Software is amortised over its estimated useful life. Management estimated the useful life of this asset to be within 10 years. Changes in the expected level of usage and technological development could impact the economic useful life therefore future amortisation could be revised.

 

The Group determines whether goodwill is impaired at least on an annual basis. This requires an estimation of the value-in-use of the cash generating units ("CGU") to which goodwill is allocated. Estimating a value-in-use amount requires management to make an estimation of the expected future cash flows from the CGU and also to choose a suitable discount rate in order to calculate the present value of those cash flows.

 

The research and development costs are amortised on a straight-line basis over the life span of the developed assets. Management estimated the useful life of these assets to be within 5 years. Changes in the technological developments could impact the economic useful life and the residual values of these assets, therefore future amortisation charges could be revised.

 

Impairment of goodwill on consolidation

 

The Group's cash flow projections include estimates of sales. However, if the projected sales do not materialise there is a risk that the value of goodwill would be impaired.

 

The Directors have carried out a detailed impairment review in respect of goodwill. The Group assesses at each reporting date whether there is an indication that an asset may be impaired, by considering the net present value of discounted cash flows forecasts which have been discounted at 8.5%. The cash flow projections are based on the assumption that the Group can realise projected sales. A prudent approach has been applied with no residual value being factored.

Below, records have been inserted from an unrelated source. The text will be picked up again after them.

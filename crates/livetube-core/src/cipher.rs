//! Signature cipher decompiler
//!
//! Protected stream formats carry a scrambled signature that the player
//! descrambles in JavaScript before use. The descrambling function is a short
//! sequence of calls into a helper object defining three primitive array
//! transforms (reverse, swap with a computed index, drop N leading elements);
//! both the function and helper names rotate with every player release.
//!
//! [`Cipher::from_js`] recovers that sequence from a player script body once,
//! after which [`Cipher::decode`] replays it against any signature belonging
//! to the same script version. Recovery is the expensive part — resolved
//! programs are kept in a [`crate::cache::CipherCache`] keyed by script URL.

use once_cell::sync::Lazy;
use regex::Regex;
use tracing::debug;

use crate::error::{LivetubeError, Result};

/// One primitive transform of the descrambling program
#[derive(Debug, Clone, Copy, PartialEq, Eq)]
pub enum TransformOp {
    /// Reverse the whole buffer
    Reverse,
    /// Drop the first `n` characters
    Splice(usize),
    /// Swap the first character with the one at `n % len`
    Swap(usize),
}

/// Anchors that locate the name of the descrambling function. Ordered from
/// most to least specific; the player rotates between these shapes.
static INITIAL_FUNCTION_ANCHORS: Lazy<Vec<Regex>> = Lazy::new(|| {
    [
        r#"\b[cs]\s*&&\s*[adf]\.set\([^,]+\s*,\s*encodeURIComponent\s*\(\s*([a-zA-Z0-9$]+)\("#,
        r#"\b[a-zA-Z0-9]+\s*&&\s*[a-zA-Z0-9]+\.set\([^,]+\s*,\s*encodeURIComponent\s*\(\s*([a-zA-Z0-9$]+)\("#,
        r#"\bm=([a-zA-Z0-9$]{2})\(decodeURIComponent\(h\.s\)\)"#,
        r#"\bc&&\(c=([a-zA-Z0-9$]{2})\(decodeURIComponent\(c\)\)"#,
        r#"([a-zA-Z0-9$]+)\s*=\s*function\(\s*a\s*\)\s*\{\s*a\s*=\s*a\.split\(\s*""\s*\)"#,
        r#"\.sig\|\|([a-zA-Z0-9$]+)\("#,
    ]
    .iter()
    .map(|p| Regex::new(p).expect("valid anchor regex"))
    .collect()
});

static PLAN_STEP: Lazy<Regex> = Lazy::new(|| {
    Regex::new(r"[a-zA-Z0-9$_]+\.([a-zA-Z0-9$_]+)\(\w+,(\d+)\)").expect("valid step regex")
});

static HELPER_NAME: Lazy<Regex> =
    Lazy::new(|| Regex::new(r"^([a-zA-Z0-9$_]+)\.").expect("valid helper regex"));

/// A recovered descrambling program
///
/// Immutable and deterministic: the same ciphered input always yields the
/// same output.
#[derive(Debug, Clone, PartialEq, Eq)]
pub struct Cipher {
    ops: Vec<TransformOp>,
}

impl Cipher {
    /// Decompiles the descrambling program from a player script body
    ///
    /// # Arguments
    /// * `js` - Full text of the player script asset
    ///
    /// # Errors
    /// - `RegexMatchError` when the descrambling function cannot be located
    /// - `ParseError` when the function body or helper object has an
    ///   unrecognized shape
    pub fn from_js(js: &str) -> Result<Self> {
        let name = initial_function_name(js)?;
        let plan = transform_plan(js, &name)?;

        let first_step = plan.first().ok_or_else(|| {
            LivetubeError::ParseError("empty transform plan".to_string())
        })?;
        let helper = HELPER_NAME
            .captures(first_step)
            .and_then(|caps| caps.get(1))
            .ok_or_else(|| {
                LivetubeError::ParseError(format!("no helper reference in step {first_step}"))
            })?
            .as_str();
        let map = transform_map(js, helper)?;

        let mut ops = Vec::with_capacity(plan.len());
        for step in &plan {
            let caps = PLAN_STEP.captures(step).ok_or_else(|| {
                LivetubeError::ParseError(format!("unparseable transform step {step}"))
            })?;
            let fn_name = &caps[1];
            let argument: usize = caps[2].parse().map_err(|_| {
                LivetubeError::ParseError(format!("bad transform argument in {step}"))
            })?;

            let op = match lookup(&map, fn_name) {
                Some(OpKind::Reverse) => TransformOp::Reverse,
                Some(OpKind::Splice) => TransformOp::Splice(argument),
                Some(OpKind::Swap) => TransformOp::Swap(argument),
                None => {
                    return Err(LivetubeError::ParseError(format!(
                        "transform function {fn_name} not found in helper {helper}"
                    )));
                }
            };
            ops.push(op);
        }

        debug!(function = %name, steps = ops.len(), "decompiled cipher program");
        Ok(Self { ops })
    }

    /// Applies the program to a ciphered signature
    ///
    /// Pure function of the input string and the already-resolved program.
    pub fn decode(&self, ciphered: &str) -> String {
        let mut buffer: Vec<char> = ciphered.chars().collect();
        for op in &self.ops {
            match op {
                TransformOp::Reverse => buffer.reverse(),
                TransformOp::Splice(n) => {
                    buffer.drain(..(*n).min(buffer.len()));
                }
                TransformOp::Swap(n) => {
                    if !buffer.is_empty() {
                        let j = n % buffer.len();
                        buffer.swap(0, j);
                    }
                }
            }
        }
        buffer.into_iter().collect()
    }

    /// Number of transform steps in the program
    pub fn len(&self) -> usize {
        self.ops.len()
    }

    /// True when the program carries no steps
    pub fn is_empty(&self) -> bool {
        self.ops.is_empty()
    }

    #[cfg(test)]
    pub(crate) fn from_ops(ops: Vec<TransformOp>) -> Self {
        Self { ops }
    }
}

enum OpKind {
    Reverse,
    Splice,
    Swap,
}

fn initial_function_name(js: &str) -> Result<String> {
    for anchor in INITIAL_FUNCTION_ANCHORS.iter() {
        if let Some(caps) = anchor.captures(js)
            && let Some(name) = caps.get(1)
        {
            return Ok(name.as_str().to_string());
        }
    }
    Err(LivetubeError::regex_match(
        "initial_function_name",
        "multiple known function anchors",
    ))
}

/// Extracts the body of the descrambling function as one call per step,
/// e.g. `["DE.pw(a,2)", "DE.VR(a,3)", "DE.AJ(a,1)"]`
fn transform_plan(js: &str, name: &str) -> Result<Vec<String>> {
    let pattern = format!(
        r#"{}=function\(\w\)\{{[a-z=\.\("\)]*;(.*);(?:.+)\}}"#,
        regex::escape(name)
    );
    let plan_regex = Regex::new(&pattern)
        .map_err(|e| LivetubeError::ParseError(format!("bad plan pattern: {e}")))?;

    let caps = plan_regex
        .captures(js)
        .ok_or_else(|| LivetubeError::regex_match("transform_plan", &pattern))?;

    Ok(caps[1].split(';').map(|s| s.to_string()).collect())
}

/// Resolves the helper object body into a name → primitive mapping
fn transform_map(js: &str, helper: &str) -> Result<Vec<(String, OpKind)>> {
    let pattern = format!(r"(?s)var\s+{}=\{{(.*?)\}}\s*;", regex::escape(helper));
    let object_regex = Regex::new(&pattern)
        .map_err(|e| LivetubeError::ParseError(format!("bad helper pattern: {e}")))?;

    let caps = object_regex
        .captures(js)
        .ok_or_else(|| LivetubeError::regex_match("transform_map", &pattern))?;

    let mut map = Vec::new();
    for entry in caps[1].split("},") {
        let Some((fn_name, body)) = entry.split_once(':') else {
            continue;
        };
        let kind = if body.contains("reverse") {
            OpKind::Reverse
        } else if body.contains("splice") {
            OpKind::Splice
        } else if body.contains('%') {
            OpKind::Swap
        } else {
            return Err(LivetubeError::ParseError(format!(
                "unrecognized transform body for {}",
                fn_name.trim()
            )));
        };
        map.push((fn_name.trim().to_string(), kind));
    }

    if map.is_empty() {
        return Err(LivetubeError::ParseError(
            "cipher not found: empty helper object".to_string(),
        ));
    }
    Ok(map)
}

fn lookup<'a>(map: &'a [(String, OpKind)], name: &str) -> Option<&'a OpKind> {
    map.iter()
        .find(|(entry, _)| entry == name)
        .map(|(_, kind)| kind)
}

At the period end, based on these assumptions there was no indication of impairment of the value of goodwill or of development costs.

 

However, if the projected sales do not materialise there is a risk that the value of the intangible assets shown above would be impaired.

 



Research and development costs

 

All research costs are recognised in the income statement as incurred.

 

Expenditure incurred on projects to develop new products is capitalised and deferred only when the Group can demonstrate the technical feasibility of completing the intangible asset so that it will be available for use or sale, its intention to complete and its ability to use or sell the asset, how the asset will generate future economic benefits, the availability of resources to complete the project and the ability to measure reliably the expenditure during the development. Product development expenditures which do not meet these criteria are expensed when incurred.

 

Development costs, considered to have finite useful lives, are stated at cost less any impairment losses and are amortised through other operating expenses in the income statement using the straight-line basis over the commercial lives of the underlying products not exceeding five years. Impairment is assessed whenever there is an indication of impairment and the amortisation period and method are also reviewed at least at each Statement of Financial Position date.